Perspectiva Salesiana

En la Parte II, Capitulo 2 de su Introducción a la Vida Devota, San Francisco de Sales escribió "Dios esta en todas las cosas y en todos los lugares. No hay lugar o cosa en este mundo donde Dios no esta verdaderamente presente. Así como donde quiera los pájaros vuelan ellos siempre encuentran aire, dondequiera que nosotros vamos o donde quiera que estamos, nosotros nos encontramos en presencia de Dios."

Es mas fácil decirlo que hacerlo.

La verdad es que, nosotros frecuentemente perdemos de vista la presencia amorosa, y desafiante de Dios. Cuando nosotros olvidamos esta verdad frecuentemente nos hallamos en problemas: "Los ciegos no pueden ver a un príncipe cuando él está presente en medio de ellos, y por eso ellos no le demuestran el respeto que le demostrará una vez que han sido informados de su presencia. Aun así, como ellos no lo ven se olvidan fácilmente de que él está ahí, y cuando lo han olvidado de nuevo, ellos olvidan también el respeto y la reverencia que se le debe… de la misma forma, nosotros sabemos verdaderamente que Dios esta presente en todas las cosas, pero como no reflexionamos en ese hecho actuamos como si no estuviéramos conscientes de ello.” (Ibid)
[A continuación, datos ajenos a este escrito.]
//! Persistent key-value store
//!
//! Components that keep state across restarts get a `KeyValueStore` injected
//! instead of reaching for a process-wide storage global.
//!
//! - `JsonFileStore`: one JSON object per file, saved on every mutation
//! - `MemoryStore`: volatile, for tests and dry runs

use async_trait::async_trait;
use serde_json::{Map, Value};
use std::collections::HashMap;
use std::path::{Path, PathBuf};
use tokio::sync::RwLock;

use crate::backup_common::write_json_atomic;

pub type Result<T> = std::result::Result<T, StoreError>;

#[derive(Debug, thiserror::Error)]
pub enum StoreError {
    #[error("store I/O error at {path}: {source}")]
    Io {
        path: PathBuf,
        #[source]
        source: std::io::Error,
    },

    #[error("store file {path} is not a JSON object: {reason}")]
    Corrupt { path: PathBuf, reason: String },
}

#[async_trait]
pub trait KeyValueStore: Send + Sync {
    async fn get(&self, key: &str) -> Result<Option<Value>>;

    async fn set(&self, key: &str, value: Value) -> Result<()>;

    async fn remove(&self, key: &str) -> Result<()>;
}

/// JSON file backed store, saved atomically after every write.
pub struct JsonFileStore {
    path: PathBuf,
    cache: RwLock<Map<String, Value>>,
}

impl JsonFileStore {
    /// Open (or lazily create) the store at `path`.
    ///
    /// A missing file is an empty store. An unreadable or corrupt file is an
    /// error, so a broken settings file is never silently overwritten.
    pub async fn open(path: impl Into<PathBuf>) -> Result<Self> {
        let path = path.into();
        let cache = match tokio::fs::read_to_string(&path).await {
            Ok(content) if content.trim().is_empty() => Map::new(),
            Ok(content) => match serde_json::from_str::<Value>(&content) {
                Ok(Value::Object(map)) => map,
                Ok(other) => {
                    return Err(StoreError::Corrupt {
                        path,
                        reason: format!("top-level value is {}", json_kind(&other)),
                    })
                }
                Err(e) => {
                    return Err(StoreError::Corrupt {
                        path,
                        reason: e.to_string(),
                    })
                }
            },
            Err(e) if e.kind() == std::io::ErrorKind::NotFound => Map::new(),
            Err(source) => return Err(StoreError::Io { path, source }),
        };

        tracing::debug!("[Store] opened {} ({} keys)", path.display(), cache.len());
        Ok(Self {
            path,
            cache: RwLock::new(cache),
        })
    }

    pub fn path(&self) -> &Path {
        &self.path
    }

    async fn persist(&self, map: &Map<String, Value>) -> Result<()> {
        if let Some(parent) = self.path.parent() {
            tokio::fs::create_dir_all(parent)
                .await
                .map_err(|source| StoreError::Io {
                    path: parent.to_path_buf(),
                    source,
                })?;
        }
        write_json_atomic(&self.path, map)
            .await
            .map_err(|source| StoreError::Io {
                path: self.path.clone(),
                source,
            })
    }
}

fn json_kind(value: &Value) -> &'static str {
    match value {
        Value::Null => "null",
        Value::Bool(_) => "a boolean",
        Value::Number(_) => "a number",
        Value::String(_) => "a string",
        Value::Array(_) => "an array",
        Value::Object(_) => "an object",
    }
}

#[async_trait]
impl KeyValueStore for JsonFileStore {
    async fn get(&self, key: &str) -> Result<Option<Value>> {
        Ok(self.cache.read().await.get(key).cloned())
    }

    async fn set(&self, key: &str, value: Value) -> Result<()> {
        // hold the write lock across persist so saves never interleave;
        // the cache only changes once the file does
        let mut cache = self.cache.write().await;
        let mut next = cache.clone();
        next.insert(key.to_string(), value);
        self.persist(&next).await?;
        *cache = next;
        Ok(())
    }

    async fn remove(&self, key: &str) -> Result<()> {
        let mut cache = self.cache.write().await;
        if !cache.contains_key(key) {
            return Ok(());
        }
        let mut next = cache.clone();
        next.remove(key);
        self.persist(&next).await?;
        *cache = next;
        Ok(())
    }
}

#[derive(Default)]
pub struct MemoryStore {
    values: RwLock<HashMap<String, Value>>,
}

impl MemoryStore {
    pub fn new() -> Self {
        Self::default()
    }
}

#[async_trait]
impl KeyValueStore for MemoryStore {
    async fn get(&self, key: &str) -> Result<Option<Value>> {
        Ok(self.values.read().await.get(key).cloned())
    }

    async fn set(&self, key: &str, value: Value) -> Result<()> {
        self.values.write().await.insert(key.to_string(), value);
        Ok(())
    }

    async fn remove(&self, key: &str) -> Result<()> {
        self.values.write().await.remove(key);
        Ok(())
    }
}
Cuando nos olvidamos de la presencia de Dios estamos pecando: por que no le damos a Dios el respeto que Dios se merece. Cuando nos olvidamos de la presencia de Dios estamos pecando: por que no le damos a los demás el respeto que ellos se merecen. Nosotros podemos decir: “lejos de la vista, es lejos de la mente” cuando fallamos a la hora de ver a Dios tendemos a pensar, sentir y actuar en formas que están fuera de sincronización con quienes y como Dios nos ha llamado a ser.
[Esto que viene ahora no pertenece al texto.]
// ATBackup library entry
// The `atbackup` binary wires these modules together; everything is usable as a library too.

pub mod backup;
pub mod backup_catalog;
pub mod backup_common;
pub mod backup_config;
pub mod backup_scheduler;
pub mod models;
pub mod paths;
pub mod repo_stats;
pub mod session;
pub mod settings;
pub mod store;
pub mod test_utils;

pub use backup::{BackupAgent, BackupError, BackupOptions, BackupProgress, BackupStage};
pub use backup_catalog::{ArchiveCheck, BackupCatalog};
pub use backup_config::AppConfig;
pub use backup_scheduler::{BackupScheduler, CheckOutcome};
pub use models::{BackupRecord, RepoStats};
pub use settings::{AppSettings, BackupFrequency, SettingsManager};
La Buena Nueva es que recordar la presencia de Dios no solo provee una prescripción potente para evitar el pecado. Recordar la presencia de Dios también pone un tremendo poder, una tremenda posibilidad y un tremendo potencial a nuestra disposición. Hablando prácticamente, recordar la presencia de Dios nos permite comportarnos de la mejor forma posible, nos permite ser lo mejor que podemos ser, nos permite vivir vidas llenas de amor, nos permite hacer nuestra parte en lo que se refiere a ayudar a diseñar una familia, una iglesia y una comunidad en la que cada lagrima es secada, para crear lugares y relaciones en las que no hay mas muerte ni luto, ni sollozos ni dolor.

Así como es sugerido en una frase de un sermón, ‘dale a Dios lo que es debido en vez de darle lo que te sobra.’
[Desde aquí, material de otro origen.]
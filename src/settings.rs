//! User preferences
//!
//! Stored under the `"settings"` key as `{ backupFrequency, lastBackupDate }`.

use chrono::{DateTime, Duration, Utc};
use serde::{Deserialize, Serialize};
use std::sync::Arc;

use crate::store::{self, KeyValueStore};

/// Store key of the settings record
const SETTINGS_KEY: &str = "settings";

#[derive(Debug, Clone, Copy, Default, PartialEq, Eq, Serialize, Deserialize)]
#[serde(rename_all = "lowercase")]
pub enum BackupFrequency {
    #[default]
    Daily,
    Weekly,
}

impl BackupFrequency {
    /// Minimum time between two automatic backups
    pub fn interval(self) -> Duration {
        match self {
            BackupFrequency::Daily => Duration::hours(24),
            BackupFrequency::Weekly => Duration::days(7),
        }
    }
}

impl std::fmt::Display for BackupFrequency {
    fn fmt(&self, f: &mut std::fmt::Formatter<'_>) -> std::fmt::Result {
        match self {
            BackupFrequency::Daily => f.write_str("daily"),
            BackupFrequency::Weekly => f.write_str("weekly"),
        }
    }
}

impl std::str::FromStr for BackupFrequency {
    type Err = String;

    fn from_str(s: &str) -> Result<Self, Self::Err> {
        match s.trim().to_ascii_lowercase().as_str() {
            "daily" => Ok(BackupFrequency::Daily),
            "weekly" => Ok(BackupFrequency::Weekly),
            other => Err(format!("unknown backup frequency '{other}' (expected daily or weekly)")),
        }
    }
}

#[derive(Debug, Clone, Default, PartialEq, Eq, Serialize, Deserialize)]
#[serde(rename_all = "camelCase")]
pub struct AppSettings {
    #[serde(default)]
    pub backup_frequency: BackupFrequency,
    #[serde(default, skip_serializing_if = "Option::is_none")]
    pub last_backup_date: Option<DateTime<Utc>>,
}

impl AppSettings {
    /// Whether an automatic backup is due at `now`.
    ///
    /// Due when no backup was ever recorded, or when at least one full
    /// frequency interval has elapsed since the last one.
    pub fn is_backup_due(&self, now: DateTime<Utc>) -> bool {
        match self.last_backup_date {
            None => true,
            Some(last) => now.signed_duration_since(last) >= self.backup_frequency.interval(),
        }
    }
}

/// Partial update, `None` fields keep their current value
#[derive(Debug, Clone, Default)]
pub struct SettingsPatch {
    pub backup_frequency: Option<BackupFrequency>,
    pub last_backup_date: Option<DateTime<Utc>>,
}

/// Reads and writes `AppSettings` through an injected store
#[derive(Clone)]
pub struct SettingsManager {
    store: Arc<dyn KeyValueStore>,
}

impl SettingsManager {
    pub fn new(store: Arc<dyn KeyValueStore>) -> Self {
        Self { store }
    }

    /// Current settings; defaults when nothing is stored or the record is unreadable.
    pub async fn settings(&self) -> AppSettings {
        match self.try_settings().await {
            Ok(settings) => settings,
            Err(e) => {
                tracing::warn!("[Settings] Failed to load settings, using defaults: {}", e);
                AppSettings::default()
            }
        }
    }

    async fn try_settings(&self) -> Result<AppSettings, String> {
        match self.store.get(SETTINGS_KEY).await.map_err(|e| e.to_string())? {
            Some(value) => serde_json::from_value(value).map_err(|e| e.to_string()),
            None => Ok(AppSettings::default()),
        }
    }

    pub async fn update(&self, patch: SettingsPatch) -> store::Result<AppSettings> {
        let mut settings = self.settings().await;
        if let Some(frequency) = patch.backup_frequency {
            settings.backup_frequency = frequency;
        }
        if let Some(date) = patch.last_backup_date {
            settings.last_backup_date = Some(date);
        }

        // AppSettings has only plain fields, serialization cannot fail
        let value = serde_json::to_value(&settings).unwrap_or_default();
        self.store.set(SETTINGS_KEY, value).await?;
        tracing::info!(
            "[Settings] Saved: frequency={}, last_backup={:?}",
            settings.backup_frequency,
            settings.last_backup_date
        );
        Ok(settings)
    }

    pub async fn set_backup_frequency(&self, frequency: BackupFrequency) -> store::Result<()> {
        self.update(SettingsPatch {
            backup_frequency: Some(frequency),
            ..Default::default()
        })
        .await
        .map(|_| ())
    }

    pub async fn set_last_backup_date(&self, date: DateTime<Utc>) -> store::Result<()> {
        self.update(SettingsPatch {
            last_backup_date: Some(date),
            ..Default::default()
        })
        .await
        .map(|_| ())
    }

    pub async fn last_backup_date(&self) -> Option<DateTime<Utc>> {
        self.settings().await.last_backup_date
    }

    pub async fn backup_frequency(&self) -> BackupFrequency {
        self.settings().await.backup_frequency
    }
}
En resumen, al ver a un Dios que siempre está con nosotros nos pone en contacto con la habilidad (con la gracia de Dios), como escuchamos en el Libro de la Revelación, "para hacer todas las cosas nuevas. " Esto nos da la fortaleza para seguir la exhortación de San Francisco de Sales': "Dondequiera que estemos, nosotros podemos y debemos aspirar a vivir una vida perfecta." (Introducción a la Vida Devota, Parte I, Capitulo 3). Esto nos da la fortaleza para ser quienes somos, y para ser eso de Buena forma, en el servicio de Dios y de los demás.

Esta es una presencia y un poder que vale la pena recordar.